--- PROBLEM STATEMENT ---
Return each line of the entries that mentions the word "fewer".

*** EXERCISE MATERIALS ***

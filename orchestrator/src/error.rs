use std::time::Duration;

use thiserror::Error;
use warp::http::StatusCode;
use warp::{reject::Reject, Rejection, Reply};

/// Per-source failure. Always recoverable: recorded as a warning, never raised.
#[derive(Error, Debug)]
pub enum SourceError {
    #[error("timed out after {0:?}")]
    Timeout(Duration),

    #[error("round deadline reached before the source answered")]
    RoundTimeout,

    #[error("HTTP client error: {0}")]
    HttpError(#[from] reqwest::Error),

    #[error("unexpected status {status}: {body}")]
    Status { status: u16, body: String },

    #[error("malformed payload: {0}")]
    Malformed(String),

    #[error("source task aborted: {0}")]
    Aborted(String),
}

impl From<serde_json::Error> for SourceError {
    fn from(err: serde_json::Error) -> Self {
        SourceError::Malformed(err.to_string())
    }
}

/// Failure of a grading or refinement capability.
#[derive(Error, Debug)]
pub enum CapabilityError {
    #[error("HTTP client error: {0}")]
    HttpError(#[from] reqwest::Error),

    #[error("unexpected status {status}: {body}")]
    Status { status: u16, body: String },

    #[error("malformed response: {0}")]
    Malformed(String),

    #[error("ambiguous response: {0}")]
    Ambiguous(String),

    #[error("capability unavailable: {0}")]
    Unavailable(String),
}

/// Pre-flight configuration errors. These are the only hard failures a
/// caller of `discover` can see.
#[derive(Error, Debug, Clone, PartialEq)]
pub enum DiscoveryError {
    #[error("no knowledge sources registered")]
    NoSources,

    #[error("max_rounds must be at least 1")]
    InvalidMaxRounds,

    #[error("max_results_per_round must be at least 1")]
    InvalidMaxResults,

    #[error("acceptance threshold must be within [0, 1], got {0}")]
    InvalidThreshold(f64),

    #[error("quality top_k must be at least 1")]
    InvalidTopK,

    #[error("per-source timeout must be greater than zero")]
    InvalidTimeout,

    #[error("query text is empty")]
    EmptyQuery,
}

#[derive(Error, Debug, Clone, PartialEq)]
#[error("refinement stalled: {0}")]
pub struct RefinementStalled(pub String);

#[derive(Error, Debug)]
pub enum ApiError {
    #[error("Invalid discovery request: {0}")]
    Discovery(#[from] DiscoveryError),

    #[error("Bad request: {0}")]
    BadRequest(String),
}

impl Reject for ApiError {}

pub async fn handle_rejection(err: Rejection) -> Result<impl Reply, Rejection> {
    let (code, message, details) = if let Some(api_err) = err.find::<ApiError>() {
        (StatusCode::BAD_REQUEST, "Bad request", api_err.to_string())
    } else if let Some(body_err) = err.find::<warp::filters::body::BodyDeserializeError>() {
        (StatusCode::BAD_REQUEST, "Bad request", body_err.to_string())
    } else {
        return Err(err);
    };

    let json = warp::reply::json(&serde_json::json!({
        "error": message,
        "details": details,
    }));

    Ok(warp::reply::with_status(json, code))
}
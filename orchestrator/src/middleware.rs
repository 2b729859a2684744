pub fn cors() -> warp::cors::Builder {
    warp::cors()
        .allow_any_origin()
        .allow_headers(vec![
            "User-Agent",
            "Sec-Fetch-Mode",
            "Referer",
            "Origin",
            "Access-Control-Request-Method",
            "Access-Control-Request-Headers",
            "Content-Type",
            "Accept",
            "Content-Length",
        ])
        .allow_methods(vec!["POST", "GET", "OPTIONS"])
}
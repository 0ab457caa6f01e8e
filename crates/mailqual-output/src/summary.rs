//! Per-run summary JSON: `{counts, timings, config_snapshot}` (§4.H, §6).

use std::collections::BTreeMap;
use std::path::{Path, PathBuf};

use chrono::{DateTime, Utc};
use mailqual_model::Classification;
use serde::Serialize;

use crate::error::Result;
use crate::writer::AtomicFileWriter;

#[derive(Debug, Clone, Serialize)]
pub struct SummaryCounts {
    pub by_classification: BTreeMap<Classification, u64>,
    pub duplicates_suppressed: u64,
    pub files_processed: usize,
    pub files_skipped_cached: usize,
    pub files_failed: usize,
}

#[derive(Debug, Clone, Serialize)]
pub struct SummaryTimings {
    pub started_at: DateTime<Utc>,
    pub finished_at: DateTime<Utc>,
    pub wall_time_secs: f64,
}

/// Snapshot of the options a run was invoked with, for reproducibility.
/// Kept as a loose JSON value rather than a typed struct so callers from
/// `mailqual-cli` or `mailqual-filter` can attach whichever options their
/// operation actually took without this crate knowing their shape.
#[derive(Debug, Clone, Serialize)]
pub struct RunSummary {
    pub counts: SummaryCounts,
    pub timings: SummaryTimings,
    pub config_snapshot: serde_json::Value,
}

impl RunSummary {
    pub fn write(&self, dir: &Path, filename: &str) -> Result<PathBuf> {
        let json = serde_json::to_string_pretty(self)?;
        AtomicFileWriter::write_bytes(dir, filename, json.as_bytes())
    }
}

#[cfg(test)]
mod tests {
    use super::*;

    #[test]
    fn writes_pretty_json() {
        let dir = tempfile::tempdir().unwrap();
        let mut by_classification = BTreeMap::new();
        by_classification.insert(Classification::Clean, 3);
        let summary = RunSummary {
            counts: SummaryCounts {
                by_classification,
                duplicates_suppressed: 1,
                files_processed: 2,
                files_skipped_cached: 0,
                files_failed: 0,
            },
            timings: SummaryTimings {
                started_at: Utc::now(),
                finished_at: Utc::now(),
                wall_time_secs: 0.5,
            },
            config_snapshot: serde_json::json!({ "worker_count": 4 }),
        };
        let path = summary.write(dir.path(), "summary.json").unwrap();
        let contents = std::fs::read_to_string(path).unwrap();
        assert!(contents.contains("\"duplicates_suppressed\": 1"));
        assert!(contents.contains("worker_count"));
    }
}
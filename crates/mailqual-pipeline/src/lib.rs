#![deny(unsafe_code)]

pub mod cancellation;
pub mod error;
pub mod fingerprint;
pub mod options;
pub mod pipeline;
pub mod progress;
pub mod result;

pub use crate::cancellation::CancellationToken;
pub use crate::error::{PipelineError, Result};
pub use crate::options::{DeduplicateMode, ProcessOptions};
pub use crate::pipeline::Pipeline;
pub use crate::progress::{BatchProgress, EwmaRate, FileProgress, ProgressDispatcher, ProgressEvent};
pub use crate::result::{BatchResult, BatchStatus, FileStatus, ProcessResult};
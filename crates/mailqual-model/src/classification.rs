//! Address classification, mutually exclusive per §3.

use serde::{Deserialize, Serialize};

/// The outcome of running an address through validation and the blocklist.
///
/// Precedence when multiple rules could apply (§4.F): `Invalid` >
/// `BlockedEmail` > `BlockedDomain` > `Clean`.
#[derive(Debug, Clone, Copy, PartialEq, Eq, PartialOrd, Ord, Hash, Serialize, Deserialize)]
#[serde(rename_all = "snake_case")]
pub enum Classification {
    Clean,
    BlockedEmail,
    BlockedDomain,
    Invalid,
}

impl Classification {
    /// File-name stem used by the result writer for this category.
    pub fn file_stem(self) -> &'static str {
        match self {
            Classification::Clean => "clean",
            Classification::BlockedEmail => "blocked_email",
            Classification::BlockedDomain => "blocked_domain",
            Classification::Invalid => "invalid",
        }
    }
}

impl std::fmt::Display for Classification {
    fn fmt(&self, f: &mut std::fmt::Formatter<'_>) -> std::fmt::Result {
        f.write_str(self.file_stem())
    }
}
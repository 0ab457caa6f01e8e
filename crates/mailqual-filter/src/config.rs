//! Loading and validating a [`FilterConfig`] (§4.G, §6): "the validation in
//! §4.G must apply before I/O." [`load_from_path`] never opens the clean
//! file or writes an output until [`validate`] has passed.

use std::path::Path;

use mailqual_model::filter_config::MANDATORY_EXCLUSION_CATEGORIES;
use mailqual_model::FilterConfig;

use crate::error::{FilterError, Result};

const MIN_DOMAIN_PATTERNS: usize = 5;
const MIN_EMAIL_PREFIXES: usize = 3;
const WEIGHT_SUM_TOLERANCE: f64 = 1e-6;

pub fn load_from_path(path: &Path) -> Result<FilterConfig> {
    let raw = std::fs::read_to_string(path).map_err(|source| FilterError::ConfigIo {
        path: path.to_path_buf(),
        source,
    })?;
    load_from_str(&raw)
}

pub fn load_from_str(raw: &str) -> Result<FilterConfig> {
    let config: FilterConfig = toml::from_str(raw)?;
    validate(&config)?;
    Ok(config)
}

/// The four checks named in §4.G's `InvalidConfig{which_check}` contract,
/// in the order the spec lists them, plus a regex-compiles check so a
/// malformed `suspicious_regex` fails here rather than mid-run.
fn validate(config: &FilterConfig) -> Result<()> {
    for category in MANDATORY_EXCLUSION_CATEGORIES {
        let Some(entry) = config.exclusions.get(category) else {
            return Err(invalid(format!("missing mandatory exclusion category: {category}")));
        };
        if entry.domain_patterns.len() < MIN_DOMAIN_PATTERNS {
            return Err(invalid(format!(
                "exclusion category '{category}' has fewer than {MIN_DOMAIN_PATTERNS} domain_patterns"
            )));
        }
        if entry.email_prefixes.len() < MIN_EMAIL_PREFIXES {
            return Err(invalid(format!(
                "exclusion category '{category}' has fewer than {MIN_EMAIL_PREFIXES} email_prefixes"
            )));
        }
    }

    let weight_sum = config.weights.sum();
    if (weight_sum - 1.0).abs() > WEIGHT_SUM_TOLERANCE {
        return Err(invalid(format!("weights sum to {weight_sum}, not 1.0")));
    }

    let t = &config.thresholds;
    if !(t.high > t.medium && t.medium > t.low && t.low >= 0) {
        return Err(invalid(format!(
            "thresholds out of order: high={}, medium={}, low={}",
            t.high, t.medium, t.low
        )));
    }

    for bonus in &config.bonus_multipliers {
        if bonus.multiplier <= 0.0 {
            return Err(invalid(format!(
                "bonus multiplier '{}' is non-positive: {}",
                bonus.name, bonus.multiplier
            )));
        }
    }
    if config.bonus_cap <= 0.0 {
        return Err(invalid(format!("bonus_cap must be positive, got {}", config.bonus_cap)));
    }

    for pattern in &config.suspicious_regexes {
        if let Err(source) = regex::Regex::new(pattern) {
            return Err(invalid(format!("invalid suspicious_regex '{pattern}': {source}")));
        }
    }

    Ok(())
}

fn invalid(which_check: String) -> FilterError {
    FilterError::InvalidConfig { which_check }
}

#[cfg(test)]
mod tests {
    use super::*;

    fn base_category() -> String {
        r#"
        domain_patterns = ["one", "two", "three", "four", "five"]
        email_prefixes = ["a", "b", "c"]
        "#
        .to_string()
    }

    fn well_formed_toml() -> String {
        let category = base_category();
        format!(
            r#"
            name = "test"
            version = "1"

            [weights]
            email_quality = 0.25
            company_relevance = 0.25
            geographic_priority = 0.25
            engagement = 0.25

            [thresholds]
            high = 80
            medium = 50
            low = 20

            [industry_keywords]
            [geographic_priorities]

            [exclusions.medical]
            {category}
            [exclusions.educational]
            {category}
            [exclusions.government]
            {category}
            [exclusions.pharmacy]
            {category}
            [exclusions.legal]
            {category}
            [exclusions.tourism]
            {category}
            [exclusions.research_ngo]
            {category}
            "#
        )
    }

    #[test]
    fn well_formed_config_loads() {
        load_from_str(&well_formed_toml()).unwrap();
    }

    #[test]
    fn missing_mandatory_category_rejected() {
        let without_legal = well_formed_toml().replace("[exclusions.legal]", "[exclusions.not_legal]");
        let err = load_from_str(&without_legal).unwrap_err();
        assert!(matches!(err, FilterError::InvalidConfig { .. }));
    }

    #[test]
    fn weights_not_summing_to_one_rejected() {
        let bad = well_formed_toml().replace("engagement = 0.25", "engagement = 0.30");
        let err = load_from_str(&bad).unwrap_err();
        assert!(matches!(err, FilterError::InvalidConfig { .. }));
    }

    #[test]
    fn thresholds_out_of_order_rejected() {
        let bad = well_formed_toml().replace("high = 80", "high = 10");
        let err = load_from_str(&bad).unwrap_err();
        assert!(matches!(err, FilterError::InvalidConfig { .. }));
    }
}
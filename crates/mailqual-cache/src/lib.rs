#![deny(unsafe_code)]

pub mod cache;
pub mod error;

pub use crate::cache::{DedupeScope, ProcessingCache};
pub use crate::error::{CacheError, Result};
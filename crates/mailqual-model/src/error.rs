//! Crate-wide error type for the shared data model.
//!
//! Component crates (validate, blocklist, store, ...) define their own
//! error enums; this one covers invariant violations in the model types
//! themselves (e.g. constructing an [`crate::Address`] from a bad string).

use thiserror::Error;

/// Error type for model-level invariant violations.
#[derive(Debug, Error)]
#[non_exhaustive]
pub enum MailqualError {
    /// An address string failed the §3 invariants.
    #[error("invalid address: {reason}")]
    InvalidAddress { reason: String },

    /// A filter configuration failed structural or semantic validation.
    #[error("invalid filter config: {which_check}")]
    InvalidConfig { which_check: String },
}

/// Result type alias using [`MailqualError`].
pub type Result<T> = std::result::Result<T, MailqualError>;
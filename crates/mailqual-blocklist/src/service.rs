//! [`BlocklistService`]: the component described in §4.B.
//!
//! Readers take a lock-free `Arc` clone of the current [`BlocklistSnapshot`]
//! via `arc_swap::ArcSwap`; writers serialize through a `Mutex` and install a
//! freshly built snapshot, matching §5's copy-on-write shared-resource
//! policy.

use std::collections::BTreeSet;
use std::io::Read;
use std::path::Path;
use std::sync::{Arc, Mutex};

use arc_swap::ArcSwap;
use chrono::Utc;
use mailqual_model::{BlocklistEvent, BlocklistOperation};

use crate::error::{BlocklistError, Result};
use crate::history::{History, inverse};
use crate::import::{ImportPolicy, parse_import_rows};
use crate::snapshot::BlocklistSnapshot;
use crate::store::BlocklistDb;

const DEFAULT_PROBLEMATIC_THRESHOLD: usize = 5;

#[derive(Debug, Clone, Default, serde::Serialize)]
pub struct BlocklistStats {
    pub email_count: usize,
    pub domain_count: usize,
}

pub struct BlocklistService {
    snapshot: ArcSwap<BlocklistSnapshot>,
    write_lock: Mutex<()>,
    history: Mutex<History>,
    db: BlocklistDb,
    problematic_threshold: usize,
}

impl BlocklistService {
    /// Open (creating if absent) the persistent blocklist store at `dir`.
    pub fn init(dir: &Path) -> Result<Self> {
        std::fs::create_dir_all(dir).map_err(|source| BlocklistError::Io {
            path: dir.to_path_buf(),
            source,
        })?;
        let db = BlocklistDb::open(&dir.join("blocklist.sqlite3"))?;
        Self::from_db(db)
    }

    /// In-memory service, for tests and short-lived CLI invocations that
    /// import-then-export without needing durability.
    pub fn in_memory() -> Result<Self> {
        Self::from_db(BlocklistDb::open_in_memory()?)
    }

    fn from_db(db: BlocklistDb) -> Result<Self> {
        let snapshot = db.load_snapshot()?;
        Ok(Self {
            snapshot: ArcSwap::from_pointee(snapshot),
            write_lock: Mutex::new(()),
            history: Mutex::new(History::new()),
            db,
            problematic_threshold: DEFAULT_PROBLEMATIC_THRESHOLD,
        })
    }

    pub fn load(&self) -> Arc<BlocklistSnapshot> {
        self.snapshot.load_full()
    }

    pub fn contains_email(&self, email: &str) -> bool {
        self.load().contains_email(email)
    }

    pub fn contains_domain(&self, domain: &str) -> bool {
        self.load().contains_domain(domain)
    }

    pub fn stats(&self) -> BlocklistStats {
        let s = self.load();
        BlocklistStats {
            email_count: s.emails.len(),
            domain_count: s.domains.len(),
        }
    }

    pub fn add_email(&self, email: &str, note: Option<&str>) -> Result<()> {
        let _guard = self.write_lock.lock().expect("write lock poisoned");
        let current = self.load();
        if current.emails.contains(email) {
            return Err(BlocklistError::DuplicateEntry {
                target: email.to_string(),
            });
        }
        let before = current.emails.len();
        let mut next = (*current).clone();
        next.emails.insert(email.to_string());
        let after = next.emails.len();

        self.db.insert_email(email, note, Utc::now())?;
        self.record_event(BlocklistOperation::AddEmail, email, note, before, after)?;
        self.snapshot.store(Arc::new(next));
        Ok(())
    }

    pub fn add_domain(&self, domain: &str, note: Option<&str>) -> Result<()> {
        let _guard = self.write_lock.lock().expect("write lock poisoned");
        let current = self.load();
        if current.domains.contains(domain) {
            return Err(BlocklistError::DuplicateEntry {
                target: domain.to_string(),
            });
        }
        let before = current.domains.len();
        let mut next = (*current).clone();
        next.domains.insert(domain.to_string());
        let after = next.domains.len();

        self.db.insert_domain(domain, note, Utc::now())?;
        self.record_event(BlocklistOperation::AddDomain, domain, note, before, after)?;
        self.snapshot.store(Arc::new(next));
        Ok(())
    }

    pub fn remove_email(&self, email: &str) -> Result<()> {
        let _guard = self.write_lock.lock().expect("write lock poisoned");
        let current = self.load();
        if !current.emails.contains(email) {
            return Err(BlocklistError::NotFound {
                target: email.to_string(),
            });
        }
        let before = current.emails.len();
        let mut next = (*current).clone();
        next.emails.remove(email);
        let after = next.emails.len();

        self.db.remove_email(email)?;
        self.record_event(BlocklistOperation::RemoveEmail, email, None, before, after)?;
        self.snapshot.store(Arc::new(next));
        Ok(())
    }

    pub fn remove_domain(&self, domain: &str) -> Result<()> {
        let _guard = self.write_lock.lock().expect("write lock poisoned");
        let current = self.load();
        if !current.domains.contains(domain) {
            return Err(BlocklistError::NotFound {
                target: domain.to_string(),
            });
        }
        let before = current.domains.len();
        let mut next = (*current).clone();
        next.domains.remove(domain);
        let after = next.domains.len();

        self.db.remove_domain(domain)?;
        self.record_event(BlocklistOperation::RemoveDomain, domain, None, before, after)?;
        self.snapshot.store(Arc::new(next));
        Ok(())
    }

    /// Import a CSV blocklist log, adding every row whose status is in
    /// `policy.allowed_statuses`, then re-deriving problematic domains
    /// (§3: domains with ≥K blocked addresses) and promoting them.
    pub fn import_from_log(&self, reader: impl Read, policy: &ImportPolicy) -> Result<BTreeSet<String>> {
        let rows = parse_import_rows(reader)?;
        for row in &rows {
            if policy
                .allowed_statuses
                .contains(&row.status.to_lowercase())
            {
                // Import is idempotent: re-adding an already-blocked
                // address is a no-op, not a hard failure.
                match self.add_email(&row.email, Some(&row.status)) {
                    Ok(()) | Err(BlocklistError::DuplicateEntry { .. }) => {}
                    Err(e) => return Err(e),
                }
            }
        }

        let promoted = self
            .load()
            .problematic_domains(self.problematic_threshold);
        for domain in &promoted {
            match self.add_domain(domain, Some("auto-promoted: problematic domain")) {
                Ok(()) | Err(BlocklistError::DuplicateEntry { .. }) => {}
                Err(e) => return Err(e),
            }
        }
        Ok(promoted)
    }

    pub fn undo_last(&self) -> Result<BlocklistEvent> {
        let _guard = self.write_lock.lock().expect("write lock poisoned");
        let event = {
            let mut history = self.history.lock().expect("history lock poisoned");
            history.undo_last()?
        };
        self.apply_inverse(&event)?;
        Ok(event)
    }

    pub fn redo_last(&self) -> Result<BlocklistEvent> {
        let _guard = self.write_lock.lock().expect("write lock poisoned");
        let event = {
            let mut history = self.history.lock().expect("history lock poisoned");
            history.redo_last()?
        };
        self.apply_forward(&event)?;
        Ok(event)
    }

    fn apply_inverse(&self, event: &BlocklistEvent) -> Result<()> {
        self.apply_operation(inverse(event.operation), &event.target)
    }

    fn apply_forward(&self, event: &BlocklistEvent) -> Result<()> {
        self.apply_operation(event.operation, &event.target)
    }

    fn apply_operation(&self, operation: BlocklistOperation, target: &str) -> Result<()> {
        let current = self.load();
        let mut next = (*current).clone();
        match operation {
            BlocklistOperation::AddEmail => {
                next.emails.insert(target.to_string());
                self.db.insert_email(target, None, Utc::now())?;
            }
            BlocklistOperation::RemoveEmail => {
                next.emails.remove(target);
                self.db.remove_email(target)?;
            }
            BlocklistOperation::AddDomain => {
                next.domains.insert(target.to_string());
                self.db.insert_domain(target, None, Utc::now())?;
            }
            BlocklistOperation::RemoveDomain => {
                next.domains.remove(target);
                self.db.remove_domain(target)?;
            }
        }
        self.snapshot.store(Arc::new(next));
        Ok(())
    }

    fn record_event(
        &self,
        operation: BlocklistOperation,
        target: &str,
        note: Option<&str>,
        before_count: usize,
        after_count: usize,
    ) -> Result<()> {
        let event = BlocklistEvent {
            timestamp: Utc::now(),
            operation,
            target: target.to_string(),
            note: note.map(str::to_string),
            before_count,
            after_count,
        };
        self.db.append_history(&event)?;
        self.history
            .lock()
            .expect("history lock poisoned")
            .push(event);
        Ok(())
    }

    /// Export the current snapshot as newline-delimited `kind,target` rows,
    /// for the `blocklist_op { export }` operation in §6.
    pub fn export(&self) -> String {
        let snapshot = self.load();
        let mut out = String::new();
        for email in &snapshot.emails {
            out.push_str("email,");
            out.push_str(email);
            out.push('\n');
        }
        for domain in &snapshot.domains {
            out.push_str("domain,");
            out.push_str(domain);
            out.push('\n');
        }
        out
    }
}

#[cfg(test)]
mod tests {
    use super::*;

    #[test]
    fn add_then_contains() {
        let svc = BlocklistService::in_memory().unwrap();
        svc.add_email("a@gmail.com", None).unwrap();
        assert!(svc.contains_email("a@gmail.com"));
    }

    #[test]
    fn duplicate_add_errors() {
        let svc = BlocklistService::in_memory().unwrap();
        svc.add_domain("gmail.com", None).unwrap();
        assert!(matches!(
            svc.add_domain("gmail.com", None),
            Err(BlocklistError::DuplicateEntry { .. })
        ));
    }

    #[test]
    fn domain_block_covers_subdomain() {
        let svc = BlocklistService::in_memory().unwrap();
        svc.add_domain("example.com", None).unwrap();
        assert!(svc.contains_domain("mail.example.com"));
    }

    #[test]
    fn undo_then_redo_restores_state() {
        let svc = BlocklistService::in_memory().unwrap();
        svc.add_email("a@gmail.com", None).unwrap();
        svc.undo_last().unwrap();
        assert!(!svc.contains_email("a@gmail.com"));
        svc.redo_last().unwrap();
        assert!(svc.contains_email("a@gmail.com"));
    }

    #[test]
    fn import_then_domain_promotion() {
        let svc = BlocklistService::in_memory().unwrap();
        let csv = "email;status\n\
            a1@gmail.com;Hard bounce\n\
            a2@gmail.com;Hard bounce\n\
            a3@gmail.com;Hard bounce\n\
            a4@gmail.com;Hard bounce\n\
            a5@gmail.com;Hard bounce\n\
            a6@gmail.com;Hard bounce\n\
            b1@yahoo.com;Unsubscribed\n";
        let policy = ImportPolicy::default();
        let promoted = svc.import_from_log(csv.as_bytes(), &policy).unwrap();
        assert_eq!(svc.stats().email_count, 7);
        assert!(promoted.contains("gmail.com"));
        assert!(svc.contains_domain("gmail.com"));
        assert!(!svc.contains_domain("yahoo.com"));
    }
}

*** End of EXERCISE MATERIALS ***

--- SOLUTION TO THIS EXERCISE ---
                "exclusion category '{category}' has fewer than {MIN_DOMAIN_PATTERNS} domain_patterns"
                "exclusion category '{category}' has fewer than {MIN_EMAIL_PREFIXES} email_prefixes"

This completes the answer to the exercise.